Recorded information:
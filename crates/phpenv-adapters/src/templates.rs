//! Built-in configuration payloads.
//!
//! These are the static files `phpenv create` seeds into the scaffold:
//! the compose descriptor, the PHP image Dockerfile, the Apache main
//! config, and the default virtual host pointing the document root at
//! `public/`. The core treats them as opaque text.

use phpenv_core::TemplatePack;

/// The payloads shipped with the binary.
pub fn builtin_templates() -> TemplatePack {
    TemplatePack {
        compose: DOCKER_COMPOSE,
        dockerfile: PHP_DOCKERFILE,
        apache_conf: APACHE2_CONF,
        vhost_conf: DEFAULT_VHOST_CONF,
    }
}

/// Service definitions: php-apache on 8080, mysql on 9906, with the
/// scaffold's config files and `src/` bind-mounted into the containers.
const DOCKER_COMPOSE: &str = r##"
version: "3.9"
services:
    php:
        container_name: php-apache
        build:
            context: ./docker/php
            dockerfile: Dockerfile
        volumes:
            - ./docker/php/sites-available/:/etc/apache2/sites-available
            - ./docker/php/apache2.conf:/etc/apache2/apache2.conf
            - ./src:/var/www/html/
        ports:
            - 8080:80
    mysql:
        container_name: db
        image: mysql
        restart: always
        ports:
            - 9906:3306
        environment:
            MYSQL_ROOT_PASSWORD: abc123
        volumes:
            - ./src/private/db:/docker-entrypoint-initdb.d
"##;

const PHP_DOCKERFILE: &str = r##"
FROM php:8.0-apache
RUN docker-php-ext-install mysqli && docker-php-ext-enable mysqli
RUN apt-get update && apt-get upgrade -y
"##;

const APACHE2_CONF: &str = r##"
# This is the main Apache server configuration file.  It contains the
# configuration directives that give the server its instructions.
# See http://httpd.apache.org/docs/2.4/ for detailed information about
# the directives and /usr/share/doc/apache2/README.Debian about Debian specific
# hints.
#
#
# Summary of how the Apache 2 configuration works in Debian:
# The Apache 2 web server configuration in Debian is quite different to
# upstream's suggested way to configure the web server. This is because Debian's
# default Apache2 installation attempts to make adding and removing modules,
# virtual hosts, and extra configuration directives as flexible as possible, in
# order to make automating the changes and administering the server as easy as
# possible.

# It is split into several files forming the configuration hierarchy outlined
# below, all located in the /etc/apache2/ directory:
#
#       /etc/apache2/
#       |-- apache2.conf
#       |       `--  ports.conf
#       |-- mods-enabled
#       |       |-- *.load
#       |       `-- *.conf
#       |-- conf-enabled
#       |       `-- *.conf
#       `-- sites-enabled
#               `-- *.conf
#
#
# * apache2.conf is the main configuration file (this file). It puts the pieces
#   together by including all remaining configuration files when starting up the
#   web server.
#
# * ports.conf is always included from the main configuration file. It is
#   supposed to determine listening ports for incoming connections which can be
#   customized anytime.
#
# * Configuration files in the mods-enabled/, conf-enabled/ and sites-enabled/
#   directories contain particular configuration snippets which manage modules,
#   global configuration fragments, or virtual host configurations,
#   respectively.
#
#   They are activated by symlinking available configuration files from their
#   respective *-available/ counterparts. These should be managed by using our
#   helpers a2enmod/a2dismod, a2ensite/a2dissite and a2enconf/a2disconf. See
#   their respective man pages for detailed information.
#
# * The binary is called apache2. Due to the use of environment variables, in
#   the default configuration, apache2 needs to be started/stopped with
#   /etc/init.d/apache2 or apache2ctl. Calling /usr/bin/apache2 directly will not
#   work with the default configuration.


# Global configuration
#

#
# ServerRoot: The top of the directory tree under which the server's
# configuration, error, and log files are kept.
#
# NOTE!  If you intend to place this on an NFS (or otherwise network)
# mounted filesystem then please read the Mutex documentation (available
# at <URL:http://httpd.apache.org/docs/2.4/mod/core.html#mutex>);
# you will save yourself a lot of trouble.
#
# Do NOT add a slash at the end of the directory path.
#
#ServerRoot "/etc/apache2"

#
# The accept serialization lock file MUST BE STORED ON A LOCAL DISK.
#
#Mutex file:${APACHE_LOCK_DIR} default

#
# The directory where shm and other runtime files will be stored.
#

DefaultRuntimeDir ${APACHE_RUN_DIR}

#
# PidFile: The file in which the server should record its process
# identification number when it starts.
# This needs to be set in /etc/apache2/envvars
#
PidFile ${APACHE_PID_FILE}

#
# Timeout: The number of seconds before receives and sends time out.
#
Timeout 300

#
# KeepAlive: Whether or not to allow persistent connections (more than
# one request per connection). Set to "Off" to deactivate.
#
KeepAlive On

#
# MaxKeepAliveRequests: The maximum number of requests to allow
# during a persistent connection. Set to 0 to allow an unlimited amount.
# We recommend you leave this number high, for maximum performance.
#
MaxKeepAliveRequests 100

#
# KeepAliveTimeout: Number of seconds to wait for the next request from the
# same client on the same connection.
#
KeepAliveTimeout 5


# These need to be set in /etc/apache2/envvars
User ${APACHE_RUN_USER}
Group ${APACHE_RUN_GROUP}

#
# HostnameLookups: Log the names of clients or just their IP addresses
# e.g., www.apache.org (on) or 204.62.129.132 (off).
# The default is off because it'd be overall better for the net if people
# had to knowingly turn this feature on, since enabling it means that
# each client request will result in AT LEAST one lookup request to the
# nameserver.
#
HostnameLookups Off

# ErrorLog: The location of the error log file.
# If you do not specify an ErrorLog directive within a <VirtualHost>
# container, error messages relating to that virtual host will be
# logged here.  If you *do* define an error logfile for a <VirtualHost>
# container, that host's errors will be logged there and not here.
#
ErrorLog ${APACHE_LOG_DIR}/error.log

#
# LogLevel: Control the severity of messages logged to the error_log.
# Available values: trace8, ..., trace1, debug, info, notice, warn,
# error, crit, alert, emerg.
# It is also possible to configure the log level for particular modules, e.g.
# "LogLevel info ssl:warn"
#
LogLevel warn

# Include module configuration:
IncludeOptional mods-enabled/*.load
IncludeOptional mods-enabled/*.conf

# Include list of ports to listen on
Include ports.conf


# Sets the default security model of the Apache2 HTTPD server. It does
# not allow access to the root filesystem outside of /usr/share and /var/www.
# The former is used by web applications packaged in Debian,
# the latter may be used for local directories served by the web server. If
# your system is serving content from a sub-directory in /srv you must allow
# access here, or in any related virtual host.
<Directory />
        Options FollowSymLinks
        AllowOverride None
        Require all denied
</Directory>

<Directory /usr/share>
        AllowOverride None
        Require all granted
</Directory>

<Directory /var/www/>
        Options Indexes FollowSymLinks
        AllowOverride None
        Require all granted
</Directory>

#<Directory /srv/>
#       Options Indexes FollowSymLinks
#       AllowOverride None
#       Require all granted
#</Directory>




# AccessFileName: The name of the file to look for in each directory
# for additional configuration directives.  See also the AllowOverride
# directive.
#
AccessFileName .htaccess

#
# The following lines prevent .htaccess and .htpasswd files from being
# viewed by Web clients.
#
<FilesMatch "^\.ht">
        Require all denied
</FilesMatch>


#
# The following directives define some format nicknames for use with
# a CustomLog directive.
#
# These deviate from the Common Log Format definitions in that they use %O
# (the actual bytes sent including headers) instead of %b (the size of the
# requested file), because the latter makes it impossible to detect partial
# requests.
#
# Note that the use of %{X-Forwarded-For}i instead of %h is not recommended.
# Use mod_remoteip instead.
#
LogFormat "%v:%p %h %l %u %t \"%r\" %>s %O \"%{Referer}i\" \"%{User-Agent}i\"" vhost_combined
LogFormat "%h %l %u %t \"%r\" %>s %O \"%{Referer}i\" \"%{User-Agent}i\"" combined
LogFormat "%h %l %u %t \"%r\" %>s %O" common
LogFormat "%{Referer}i -> %U" referer
LogFormat "%{User-agent}i" agent

# Include of directories ignores editors' and dpkg's backup files,
# see README.Debian for details.

# Include generic snippets of statements
IncludeOptional conf-enabled/*.conf

# Include the virtual host configurations:
IncludeOptional sites-enabled/*.conf

# vim: syntax=apache ts=4 sw=4 sts=4 sr noet
#"##;

const DEFAULT_VHOST_CONF: &str = r##"
<VirtualHost *:80>
        # The ServerName directive sets the request scheme, hostname and port that
        # the server uses to identify itself. This is used when creating
        # redirection URLs. In the context of virtual hosts, the ServerName
        # specifies what hostname must appear in the request's Host: header to
        # match this virtual host. For the default virtual host (this file) this
        # value is not decisive as it is used as a last resort host regardless.
        # However, you must set it for any further virtual host explicitly.
        #ServerName www.example.com

        ServerAdmin webmaster@localhost
        DocumentRoot /var/www/html/public

        # Available loglevels: trace8, ..., trace1, debug, info, notice, warn,
        # error, crit, alert, emerg.
        # It is also possible to configure the loglevel for particular
        # modules, e.g.
        #LogLevel info ssl:warn

        ErrorLog ${APACHE_LOG_DIR}/error.log
        CustomLog ${APACHE_LOG_DIR}/access.log combined

        # For most configuration files from conf-available/, which are
        # enabled or disabled at a global level, it is possible to
        # include a line for only one particular virtual host. For example the
        # following line enables the CGI configuration for this host only
        # after it has been globally disabled with "a2disconf".
        #Include conf-available/serve-cgi-bin.conf
</VirtualHost>"##;

#[cfg(test)]
mod tests {
    use super::*;

    #[test]
    fn all_payloads_are_non_empty() {
        let pack = builtin_templates();
        for payload in [
            pack.compose,
            pack.dockerfile,
            pack.apache_conf,
            pack.vhost_conf,
        ] {
            assert!(!payload.trim().is_empty());
        }
    }

    #[test]
    fn compose_wires_the_scaffold_mounts() {
        let compose = builtin_templates().compose;
        assert!(compose.contains("./docker/php/apache2.conf:/etc/apache2/apache2.conf"));
        assert!(compose.contains("./src:/var/www/html/"));
        assert!(compose.contains("./src/private/db:/docker-entrypoint-initdb.d"));
        assert!(compose.contains("8080:80"));
    }

    #[test]
    fn vhost_document_root_points_at_public() {
        assert!(
            builtin_templates()
                .vhost_conf
                .contains("DocumentRoot /var/www/html/public")
        );
    }

    #[test]
    fn dockerfile_enables_mysqli() {
        assert!(builtin_templates().dockerfile.contains("mysqli"));
    }
}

What the task asks: Find where the line with "#<Directory /srv/>" sits in the material above, then copy exactly from it through the line with "IncludeOptional conf-enabled/*.conf". Add no other line.

The completed task:
#<Directory /srv/>
#       Options Indexes FollowSymLinks
#       AllowOverride None
#       Require all granted
#</Directory>




# AccessFileName: The name of the file to look for in each directory
# for additional configuration directives.  See also the AllowOverride
# directive.
#
AccessFileName .htaccess

#
# The following lines prevent .htaccess and .htpasswd files from being
# viewed by Web clients.
#
<FilesMatch "^\.ht">
        Require all denied
</FilesMatch>


#
# The following directives define some format nicknames for use with
# a CustomLog directive.
#
# These deviate from the Common Log Format definitions in that they use %O
# (the actual bytes sent including headers) instead of %b (the size of the
# requested file), because the latter makes it impossible to detect partial
# requests.
#
# Note that the use of %{X-Forwarded-For}i instead of %h is not recommended.
# Use mod_remoteip instead.
#
LogFormat "%v:%p %h %l %u %t \"%r\" %>s %O \"%{Referer}i\" \"%{User-Agent}i\"" vhost_combined
LogFormat "%h %l %u %t \"%r\" %>s %O \"%{Referer}i\" \"%{User-Agent}i\"" combined
LogFormat "%h %l %u %t \"%r\" %>s %O" common
LogFormat "%{Referer}i -> %U" referer
LogFormat "%{User-agent}i" agent

# Include of directories ignores editors' and dpkg's backup files,
# see README.Debian for details.

# Include generic snippets of statements
IncludeOptional conf-enabled/*.conf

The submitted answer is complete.